▶ EXERCISE PROMPT: Write the data out again, exactly as given.

DATA FOR THE TASK section start

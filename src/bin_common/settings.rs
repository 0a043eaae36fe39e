//! Application settings
//!
//! Loaded from YAML; the bot token comes from `DISCORD_TOKEN` (optionally
//! via `.env`) and is never read from the file.
//!
//! ```yaml
//! log_level: info
//! gateway:
//!   intents: [GUILDS, GUILD_MESSAGES]
//!   reconnect: true
//! presence:
//!   status: online
//! ```

use gatewire::{GatewayConfig, Intents};
use serde::{Deserialize, Serialize};
use serde_json::{json, Value};
use std::path::Path;
use std::time::Duration;
use thiserror::Error;

/// Environment variable holding the bot token
pub const TOKEN_ENV_VAR: &str = "DISCORD_TOKEN";

const PRESENCE_STATUSES: [&str; 5] = ["online", "dnd", "idle", "invisible", "offline"];

#[derive(Error, Debug)]
pub enum ConfigError {
    #[error("Failed to load config file: {0}")]
    FileError(#[from] std::io::Error),

    #[error("Failed to parse YAML: {0}")]
    YamlError(#[from] serde_yaml::Error),

    #[error("Environment variable not found: {0}")]
    EnvVarMissing(String),

    #[error("Invalid configuration: {0}")]
    ValidationError(String),
}

pub type Result<T> = std::result::Result<T, ConfigError>;

/// Top-level settings file
#[derive(Debug, Clone, Serialize, Deserialize)]
pub struct BotSettings {
    #[serde(default = "default_log_level")]
    pub log_level: String,
    pub gateway: GatewaySettings,
    #[serde(default)]
    pub presence: Option<PresenceSettings>,

    /// Bot token from the environment (not in YAML)
    #[serde(skip)]
    pub token: String,
}

#[derive(Debug, Clone, Serialize, Deserialize)]
pub struct GatewaySettings {
    #[serde(default = "default_gateway_url")]
    pub url: String,
    #[serde(default = "default_api_version")]
    pub api_version: u8,
    /// Intent names, e.g. `GUILD_MESSAGES`
    pub intents: Vec<String>,
    #[serde(default = "default_true")]
    pub reconnect: bool,
    /// `[shard_id, shard_count]`
    #[serde(default)]
    pub shard: Option<[u32; 2]>,
    #[serde(default = "default_reconnect_delay_ms")]
    pub reconnect_delay_ms: u64,
    #[serde(default = "default_reidentify_delay_ms")]
    pub reidentify_delay_ms: u64,
}

/// Presence announced with Identify
#[derive(Debug, Clone, Serialize, Deserialize)]
pub struct PresenceSettings {
    pub status: String,
    #[serde(default)]
    pub afk: bool,
    /// Shown as "Playing <activity>"
    #[serde(default)]
    pub activity: Option<String>,
}

impl PresenceSettings {
    /// Gateway presence object
    pub fn to_value(&self) -> Value {
        let activities: Vec<Value> = self
            .activity
            .iter()
            .map(|name| json!({"name": name, "type": 0}))
            .collect();

        json!({
            "since": null,
            "activities": activities,
            "status": self.status,
            "afk": self.afk,
        })
    }
}

fn default_log_level() -> String {
    "info".to_string()
}

fn default_gateway_url() -> String {
    gatewire::config::DEFAULT_GATEWAY_URL.to_string()
}

fn default_api_version() -> u8 {
    gatewire::config::DEFAULT_API_VERSION
}

fn default_true() -> bool {
    true
}

fn default_reconnect_delay_ms() -> u64 {
    gatewire::config::DEFAULT_RECONNECT_DELAY.as_millis() as u64
}

fn default_reidentify_delay_ms() -> u64 {
    gatewire::config::DEFAULT_REIDENTIFY_DELAY.as_millis() as u64
}

impl BotSettings {
    /// Load settings from YAML file and the token from the environment
    pub fn load(config_path: impl AsRef<Path>) -> Result<Self> {
        let yaml_content = std::fs::read_to_string(config_path)?;
        let mut settings = Self::from_yaml(&yaml_content)?;

        // Don't fail if .env doesn't exist
        dotenv::dotenv().ok();

        settings.token = std::env::var(TOKEN_ENV_VAR)
            .map_err(|_| ConfigError::EnvVarMissing(TOKEN_ENV_VAR.to_string()))?;

        Ok(settings)
    }

    /// Parse and validate settings without touching the environment
    pub fn from_yaml(yaml: &str) -> Result<Self> {
        let settings: BotSettings = serde_yaml::from_str(yaml)?;
        settings.validate()?;
        Ok(settings)
    }

    pub fn intents(&self) -> Result<Intents> {
        Intents::from_names(self.gateway.intents.as_slice())
            .map_err(|e| ConfigError::ValidationError(e.to_string()))
    }

    /// Library configuration for these settings
    pub fn to_gateway_config(&self) -> Result<GatewayConfig> {
        let gateway = &self.gateway;

        let mut config = GatewayConfig::new(self.token.clone(), self.intents()?)
            .with_gateway_url(gateway.url.clone())
            .with_api_version(gateway.api_version)
            .with_reconnect(gateway.reconnect)
            .with_reconnect_delay(Duration::from_millis(gateway.reconnect_delay_ms))
            .with_reidentify_delay(Duration::from_millis(gateway.reidentify_delay_ms));

        if let Some([id, count]) = gateway.shard {
            config = config.with_shard(id, count);
        }
        if let Some(presence) = &self.presence {
            config = config.with_presence(presence.to_value());
        }

        Ok(config)
    }

    fn validate(&self) -> Result<()> {
        self.intents()?;

        if let Some([id, count]) = self.gateway.shard {
            if count == 0 || id >= count {
                return Err(ConfigError::ValidationError(format!(
                    "shard must be [id, count] with id < count, got [{}, {}]",
                    id, count
                )));
            }
        }

        if let Some(presence) = &self.presence {
            if !PRESENCE_STATUSES.contains(&presence.status.as_str()) {
                return Err(ConfigError::ValidationError(format!(
                    "presence status must be one of {:?}, got {:?}",
                    PRESENCE_STATUSES, presence.status
                )));
            }
        }

        if !self.gateway.url.starts_with("ws://") && !self.gateway.url.starts_with("wss://") {
            return Err(ConfigError::ValidationError(
                "gateway url must use ws:// or wss://".to_string(),
            ));
        }

        Ok(())
    }
}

DATA FOR THE TASK section end

▶ RESPONSE TO THIS TASK:
filename src/bin_common/settings.rs
repository 0a043eaae36fe39e
//! Application settings
//!
//! Loaded from YAML; the bot token comes from `DISCORD_TOKEN` (optionally
//! via `.env`) and is never read from the file.
//!
//! ```yaml
//! log_level: info
//! gateway:
//!   intents: [GUILDS, GUILD_MESSAGES]
//!   reconnect: true
//! presence:
//!   status: online
//! ```

use gatewire::{GatewayConfig, Intents};
use serde::{Deserialize, Serialize};
use serde_json::{json, Value};
use std::path::Path;
use std::time::Duration;
use thiserror::Error;

/// Environment variable holding the bot token
pub const TOKEN_ENV_VAR: &str = "DISCORD_TOKEN";

const PRESENCE_STATUSES: [&str; 5] = ["online", "dnd", "idle", "invisible", "offline"];

#[derive(Error, Debug)]
pub enum ConfigError {
    #[error("Failed to load config file: {0}")]
    FileError(#[from] std::io::Error),

    #[error("Failed to parse YAML: {0}")]
    YamlError(#[from] serde_yaml::Error),

    #[error("Environment variable not found: {0}")]
    EnvVarMissing(String),

    #[error("Invalid configuration: {0}")]
    ValidationError(String),
}

pub type Result<T> = std::result::Result<T, ConfigError>;

/// Top-level settings file
#[derive(Debug, Clone, Serialize, Deserialize)]
pub struct BotSettings {
    #[serde(default = "default_log_level")]
    pub log_level: String,
    pub gateway: GatewaySettings,
    #[serde(default)]
    pub presence: Option<PresenceSettings>,

    /// Bot token from the environment (not in YAML)
    #[serde(skip)]
    pub token: String,
}

#[derive(Debug, Clone, Serialize, Deserialize)]
pub struct GatewaySettings {
    #[serde(default = "default_gateway_url")]
    pub url: String,
    #[serde(default = "default_api_version")]
    pub api_version: u8,
    /// Intent names, e.g. `GUILD_MESSAGES`
    pub intents: Vec<String>,
    #[serde(default = "default_true")]
    pub reconnect: bool,
    /// `[shard_id, shard_count]`
    #[serde(default)]
    pub shard: Option<[u32; 2]>,
    #[serde(default = "default_reconnect_delay_ms")]
    pub reconnect_delay_ms: u64,
    #[serde(default = "default_reidentify_delay_ms")]
    pub reidentify_delay_ms: u64,
}

/// Presence announced with Identify
#[derive(Debug, Clone, Serialize, Deserialize)]
pub struct PresenceSettings {
    pub status: String,
    #[serde(default)]
    pub afk: bool,
    /// Shown as "Playing <activity>"
    #[serde(default)]
    pub activity: Option<String>,
}

impl PresenceSettings {
    /// Gateway presence object
    pub fn to_value(&self) -> Value {
        let activities: Vec<Value> = self
            .activity
            .iter()
            .map(|name| json!({"name": name, "type": 0}))
            .collect();

        json!({
            "since": null,
            "activities": activities,
            "status": self.status,
            "afk": self.afk,
        })
    }
}

fn default_log_level() -> String {
    "info".to_string()
}

fn default_gateway_url() -> String {
    gatewire::config::DEFAULT_GATEWAY_URL.to_string()
}

fn default_api_version() -> u8 {
    gatewire::config::DEFAULT_API_VERSION
}

fn default_true() -> bool {
    true
}

fn default_reconnect_delay_ms() -> u64 {
    gatewire::config::DEFAULT_RECONNECT_DELAY.as_millis() as u64
}

fn default_reidentify_delay_ms() -> u64 {
    gatewire::config::DEFAULT_REIDENTIFY_DELAY.as_millis() as u64
}

impl BotSettings {
    /// Load settings from YAML file and the token from the environment
    pub fn load(config_path: impl AsRef<Path>) -> Result<Self> {
        let yaml_content = std::fs::read_to_string(config_path)?;
        let mut settings = Self::from_yaml(&yaml_content)?;

        // Don't fail if .env doesn't exist
        dotenv::dotenv().ok();

        settings.token = std::env::var(TOKEN_ENV_VAR)
            .map_err(|_| ConfigError::EnvVarMissing(TOKEN_ENV_VAR.to_string()))?;

        Ok(settings)
    }

    /// Parse and validate settings without touching the environment
    pub fn from_yaml(yaml: &str) -> Result<Self> {
        let settings: BotSettings = serde_yaml::from_str(yaml)?;
        settings.validate()?;
        Ok(settings)
    }

    pub fn intents(&self) -> Result<Intents> {
        Intents::from_names(self.gateway.intents.as_slice())
            .map_err(|e| ConfigError::ValidationError(e.to_string()))
    }

    /// Library configuration for these settings
    pub fn to_gateway_config(&self) -> Result<GatewayConfig> {
        let gateway = &self.gateway;

        let mut config = GatewayConfig::new(self.token.clone(), self.intents()?)
            .with_gateway_url(gateway.url.clone())
            .with_api_version(gateway.api_version)
            .with_reconnect(gateway.reconnect)
            .with_reconnect_delay(Duration::from_millis(gateway.reconnect_delay_ms))
            .with_reidentify_delay(Duration::from_millis(gateway.reidentify_delay_ms));

        if let Some([id, count]) = gateway.shard {
            config = config.with_shard(id, count);
        }
        if let Some(presence) = &self.presence {
            config = config.with_presence(presence.to_value());
        }

        Ok(config)
    }

    fn validate(&self) -> Result<()> {
        self.intents()?;

        if let Some([id, count]) = self.gateway.shard {
            if count == 0 || id >= count {
                return Err(ConfigError::ValidationError(format!(
                    "shard must be [id, count] with id < count, got [{}, {}]",
                    id, count
                )));
            }
        }

        if let Some(presence) = &self.presence {
            if !PRESENCE_STATUSES.contains(&presence.status.as_str()) {
                return Err(ConfigError::ValidationError(format!(
                    "presence status must be one of {:?}, got {:?}",
                    PRESENCE_STATUSES, presence.status
                )));
            }
        }

        if !self.gateway.url.starts_with("ws://") && !self.gateway.url.starts_with("wss://") {
            return Err(ConfigError::ValidationError(
                "gateway url must use ws:// or wss://".to_string(),
            ));
        }

        Ok(())
    }
}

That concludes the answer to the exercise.